Created on Thu Apr  8 16:24:41 2021

@author: fkxxgis
"""

import os
import numpy as np
from openpyxl import load_workbook

file_path='F:/Class President/2020-2021 Comprehensive Assessment and Evaluation of Awards and Merits/01_Comprehensive Assessment/Geoscience XXXX Class Mutual Evaluation Score Sheet/' # Here is the path to the Excel file where each student's scores are stored.
output_path='F:/Class President/2020-2021 Comprehensive Assessment and Evaluation of Prizes and Awards/01_Comprehensive Assessment/Geoscience XXXX Class Comprehensive Quality Assessment Mutual Evaluation Scoring Sheet.xlsx' # Here is the path to the final result, please don't match the above path.
first_row=5 # of rows where the first score is
first_column=3 # of columns in which the first fraction is located
all_row=32 # Total number of classmates
all_column=11 # of score items to be calculated

all_excel=(file_path) # Get all Excel files under the path of the scoring file
file_row=first_row+all_row-1
file_column=first_column+all_column-1
all_mean_score=((file_row,file_column),dtype=float) # Create a new two-dimensional array that holds the average of the scores for each student, for each event
for now_row in range(first_row,file_row+1):
    for now_column in range (first_column,file_column+1):
        all_score=[]
        for excel_num in range(0,len(all_excel)):
            now_excel=load_workbook(file_path+all_excel[excel_num]) # Open the first scoring Excel file
            all_sheet=now_excel.get_sheet_names() # Get all the Sheet names of the scoring file
            now_sheet=now_excel.get_sheet_by_name(all_sheet[0]) # In this article the scores are all stored in the first Sheet, so the subscript is 0
            single_score=now_sheet.cell(now_row,now_column).value # Get the corresponding cell data
            if single_score==None: # If this cell is empty (i.e., the row where you don't rate yourself)
                pass
            else:
                all_score.append(single_score)
        all_mean_score[now_row-1,now_column-1]=(all_score) # Calculate the average of the scores given by all the students for this one student, for this one marking scheme.

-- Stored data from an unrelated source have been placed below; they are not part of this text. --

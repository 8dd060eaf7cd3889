use actix_web::{HttpResponse, http::StatusCode};
use std::sync::Arc;
use tera::Tera;

use crate::domain::users::UserRole;

/// Template engine wrapper for rendering HTML templates
#[derive(Clone)]
pub struct TemplateEngine {
  tera: Arc<Tera>,
}

impl TemplateEngine {
  /// Loads every template under `templates/`
  pub fn new() -> Result<Self, tera::Error> {
    Self::from_glob("templates/**/*.html.tera")
  }

  pub fn from_glob(glob: &str) -> Result<Self, tera::Error> {
    let mut tera = Tera::new(glob)?;
    tera.autoescape_on(vec!["html.tera", ".html"]);

    Ok(Self {
      tera: Arc::new(tera),
    })
  }

  /// Render a template with the given context
  pub fn render(&self, template: &str, context: &tera::Context) -> Result<String, tera::Error> {
    self.tera.render(template, context)
  }

  /// Render a template into an HTML response with the given status
  pub fn respond(
    &self,
    status: StatusCode,
    template: &str,
    context: &tera::Context,
  ) -> Result<HttpResponse, actix_web::Error> {
    let html = self.render(template, context).map_err(|e| {
      tracing::error!(template, error = ?e, "Failed to render template");
      actix_web::error::ErrorInternalServerError(e)
    })?;

    Ok(
      HttpResponse::build(status)
        .content_type("text/html; charset=utf-8")
        .body(html),
    )
  }
}

/// Context shared by every page
pub fn page_context(title: &str) -> tera::Context {
  let mut context = tera::Context::new();
  context.insert("title", title);
  context.insert(
    "roles",
    &UserRole::ALL.iter().map(UserRole::as_str).collect::<Vec<_>>(),
  );
  context
}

output_excel=load_workbook(output_path) #Read the results to store in Excel
output_all_sheet=output_excel.get_sheet_names() # The code here means the same as above
output_sheet=output_excel.get_sheet_by_name(output_all_sheet[0])
output_sheet=output_excel.active
for output_now_row in range(first_row,file_row+1):
    for output_now_column in range (first_column,file_column+1):
        exec("output_sheet.cell(output_now_row,output_now_column).value=all_mean_score[output_now_row-1,output_now_column-1]") # Write the final average scores for each student and each scored item in the two-dimensional array to the corresponding location in the results file
output_excel.save(output_path)

At this point, the job is done.

This article on the implementation of Python to read a large number of Excel files and cross-file batch calculation of the average value of the article is introduced to this, more relevant Python to read Excel content please search my previous posts or continue to browse the following related articles I hope that you will support me in the future more!